══ Record extracts
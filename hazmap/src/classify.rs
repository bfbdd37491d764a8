//! Fixed-threshold classification of morphology ratios.
//!
//! All comparisons are strict: a ratio exactly on a threshold falls into the
//! lower class.

use serde::Serialize;

/// River sinuosity class.
#[derive(Debug, Clone, Copy, PartialEq, Eq, Serialize)]
pub enum SinuosityClass {
    #[serde(rename = "Highly Meandering")]
    HighlyMeandering,
    #[serde(rename = "Moderately Meandering")]
    ModeratelyMeandering,
    #[serde(rename = "Straight")]
    Straight,
}

/// Channel steepness class.
#[derive(Debug, Clone, Copy, PartialEq, Eq, Serialize)]
pub enum SteepnessClass {
    High,
    Medium,
    Low,
}

/// Classify a sinuosity ratio (channel length / straight-line distance).
pub fn classify_sinuosity(ratio: f64) -> SinuosityClass {
    if ratio > 1.5 {
        SinuosityClass::HighlyMeandering
    } else if ratio > 1.2 {
        SinuosityClass::ModeratelyMeandering
    } else {
        SinuosityClass::Straight
    }
}

/// Classify a steepness ratio (elevation drop / length).
pub fn classify_steepness(ratio: f64) -> SteepnessClass {
    if ratio > 0.005 {
        SteepnessClass::High
    } else if ratio > 0.001 {
        SteepnessClass::Medium
    } else {
        SteepnessClass::Low
    }
}

impl SinuosityClass {
    pub fn as_str(self) -> &'static str {
        match self {
            SinuosityClass::HighlyMeandering => "Highly Meandering",
            SinuosityClass::ModeratelyMeandering => "Moderately Meandering",
            SinuosityClass::Straight => "Straight",
        }
    }
}

impl SteepnessClass {
    pub fn as_str(self) -> &'static str {
        match self {
            SteepnessClass::High => "High",
            SteepnessClass::Medium => "Medium",
            SteepnessClass::Low => "Low",
        }
    }
}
════
** Task requirements **
In the material above, find each line that has the string "impl" and return it.

** Output below **
impl SinuosityClass {
impl SteepnessClass {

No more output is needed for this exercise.